• _Work item_
Filter the listing down to the lines containing the word "Some".

• _Data provided_
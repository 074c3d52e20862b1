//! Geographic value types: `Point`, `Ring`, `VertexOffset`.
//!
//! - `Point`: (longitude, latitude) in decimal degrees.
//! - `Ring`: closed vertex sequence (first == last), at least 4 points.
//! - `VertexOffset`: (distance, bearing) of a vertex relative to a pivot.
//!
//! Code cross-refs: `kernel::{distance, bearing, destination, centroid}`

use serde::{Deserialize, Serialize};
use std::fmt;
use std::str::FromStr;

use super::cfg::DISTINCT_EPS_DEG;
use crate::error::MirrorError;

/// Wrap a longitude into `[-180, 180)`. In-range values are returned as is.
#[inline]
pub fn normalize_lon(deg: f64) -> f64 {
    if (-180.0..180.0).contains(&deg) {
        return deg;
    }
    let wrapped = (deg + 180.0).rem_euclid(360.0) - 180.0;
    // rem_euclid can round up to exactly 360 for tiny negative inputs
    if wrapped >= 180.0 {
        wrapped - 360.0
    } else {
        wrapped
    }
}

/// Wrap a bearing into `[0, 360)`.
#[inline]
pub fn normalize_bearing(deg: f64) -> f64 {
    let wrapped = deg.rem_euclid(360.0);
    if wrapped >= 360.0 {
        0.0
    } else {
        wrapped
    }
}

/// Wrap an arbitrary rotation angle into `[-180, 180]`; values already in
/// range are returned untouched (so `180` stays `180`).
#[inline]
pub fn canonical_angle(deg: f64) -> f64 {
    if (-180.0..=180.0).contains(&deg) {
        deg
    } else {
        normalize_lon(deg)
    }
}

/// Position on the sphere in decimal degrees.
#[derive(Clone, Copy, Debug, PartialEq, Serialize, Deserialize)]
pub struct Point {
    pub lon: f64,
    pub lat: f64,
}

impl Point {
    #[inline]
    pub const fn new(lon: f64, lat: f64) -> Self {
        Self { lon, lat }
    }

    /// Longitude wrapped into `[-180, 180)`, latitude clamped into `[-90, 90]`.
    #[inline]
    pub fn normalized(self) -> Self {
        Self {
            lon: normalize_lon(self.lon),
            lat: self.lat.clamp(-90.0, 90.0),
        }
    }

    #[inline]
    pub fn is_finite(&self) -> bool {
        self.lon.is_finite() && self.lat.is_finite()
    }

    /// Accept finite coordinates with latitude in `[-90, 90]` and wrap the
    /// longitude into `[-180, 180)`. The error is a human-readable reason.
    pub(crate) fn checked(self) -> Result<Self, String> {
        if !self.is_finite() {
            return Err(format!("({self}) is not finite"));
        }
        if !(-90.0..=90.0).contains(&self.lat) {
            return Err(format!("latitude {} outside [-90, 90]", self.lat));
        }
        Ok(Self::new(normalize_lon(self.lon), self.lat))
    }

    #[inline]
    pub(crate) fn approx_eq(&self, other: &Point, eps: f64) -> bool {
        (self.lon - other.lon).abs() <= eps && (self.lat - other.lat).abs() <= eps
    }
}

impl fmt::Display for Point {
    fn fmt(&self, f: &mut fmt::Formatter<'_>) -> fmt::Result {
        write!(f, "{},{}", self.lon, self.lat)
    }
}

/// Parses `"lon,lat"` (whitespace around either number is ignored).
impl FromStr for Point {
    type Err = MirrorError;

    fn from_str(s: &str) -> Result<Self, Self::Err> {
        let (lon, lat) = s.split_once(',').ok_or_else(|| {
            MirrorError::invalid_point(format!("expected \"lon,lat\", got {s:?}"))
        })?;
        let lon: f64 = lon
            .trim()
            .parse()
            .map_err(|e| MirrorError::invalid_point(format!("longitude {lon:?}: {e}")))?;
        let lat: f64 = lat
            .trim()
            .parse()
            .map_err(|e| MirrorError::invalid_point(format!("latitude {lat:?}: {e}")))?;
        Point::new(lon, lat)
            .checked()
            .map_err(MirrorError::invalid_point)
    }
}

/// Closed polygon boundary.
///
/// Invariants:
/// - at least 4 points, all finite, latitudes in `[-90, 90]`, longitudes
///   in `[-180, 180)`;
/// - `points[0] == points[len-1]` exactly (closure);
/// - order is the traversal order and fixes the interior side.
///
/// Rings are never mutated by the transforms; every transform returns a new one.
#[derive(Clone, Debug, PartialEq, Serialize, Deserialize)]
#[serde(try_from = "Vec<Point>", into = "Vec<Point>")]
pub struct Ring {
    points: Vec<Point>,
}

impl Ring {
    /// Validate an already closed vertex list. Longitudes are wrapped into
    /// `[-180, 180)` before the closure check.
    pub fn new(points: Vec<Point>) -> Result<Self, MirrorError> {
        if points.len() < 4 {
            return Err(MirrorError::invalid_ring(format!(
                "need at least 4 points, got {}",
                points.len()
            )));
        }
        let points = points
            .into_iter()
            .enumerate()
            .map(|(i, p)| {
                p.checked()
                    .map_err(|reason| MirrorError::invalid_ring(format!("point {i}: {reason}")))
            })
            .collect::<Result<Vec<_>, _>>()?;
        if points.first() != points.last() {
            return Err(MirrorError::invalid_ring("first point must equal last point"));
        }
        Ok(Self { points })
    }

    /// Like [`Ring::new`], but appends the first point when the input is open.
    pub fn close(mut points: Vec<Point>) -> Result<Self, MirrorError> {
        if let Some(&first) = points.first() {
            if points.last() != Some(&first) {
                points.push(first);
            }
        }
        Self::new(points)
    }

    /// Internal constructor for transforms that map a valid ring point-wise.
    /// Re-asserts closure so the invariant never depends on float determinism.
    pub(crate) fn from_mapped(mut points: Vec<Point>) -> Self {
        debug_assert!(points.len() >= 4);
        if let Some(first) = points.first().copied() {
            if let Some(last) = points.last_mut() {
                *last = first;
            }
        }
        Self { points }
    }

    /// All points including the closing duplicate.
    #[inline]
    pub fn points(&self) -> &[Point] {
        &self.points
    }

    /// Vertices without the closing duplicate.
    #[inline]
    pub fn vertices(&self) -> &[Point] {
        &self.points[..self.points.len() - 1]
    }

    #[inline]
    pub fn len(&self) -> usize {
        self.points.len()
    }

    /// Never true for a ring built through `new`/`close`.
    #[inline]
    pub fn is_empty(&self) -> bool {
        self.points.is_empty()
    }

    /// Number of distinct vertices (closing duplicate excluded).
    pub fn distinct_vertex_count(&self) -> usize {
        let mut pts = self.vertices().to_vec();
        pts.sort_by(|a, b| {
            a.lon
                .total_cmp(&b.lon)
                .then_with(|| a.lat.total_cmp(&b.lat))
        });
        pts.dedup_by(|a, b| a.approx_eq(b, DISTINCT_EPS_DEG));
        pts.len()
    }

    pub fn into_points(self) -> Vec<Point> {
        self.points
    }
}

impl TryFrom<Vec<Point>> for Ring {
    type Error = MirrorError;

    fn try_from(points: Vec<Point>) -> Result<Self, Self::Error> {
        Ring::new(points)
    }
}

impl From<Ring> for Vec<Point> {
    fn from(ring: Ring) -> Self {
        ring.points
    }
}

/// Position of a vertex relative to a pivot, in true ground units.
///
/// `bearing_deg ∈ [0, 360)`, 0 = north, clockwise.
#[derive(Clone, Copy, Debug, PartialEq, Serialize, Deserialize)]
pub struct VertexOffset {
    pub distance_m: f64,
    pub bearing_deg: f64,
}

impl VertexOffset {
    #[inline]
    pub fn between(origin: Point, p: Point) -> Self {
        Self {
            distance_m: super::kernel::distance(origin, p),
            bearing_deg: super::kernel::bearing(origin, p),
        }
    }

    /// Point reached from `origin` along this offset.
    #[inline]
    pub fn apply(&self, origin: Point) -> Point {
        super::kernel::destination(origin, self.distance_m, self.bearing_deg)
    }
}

• _Solution to this problem_
        if let Some(&first) = points.first() {
            if points.last() != Some(&first) {
        if let Some(first) = points.first().copied() {
            if let Some(last) = points.last_mut() {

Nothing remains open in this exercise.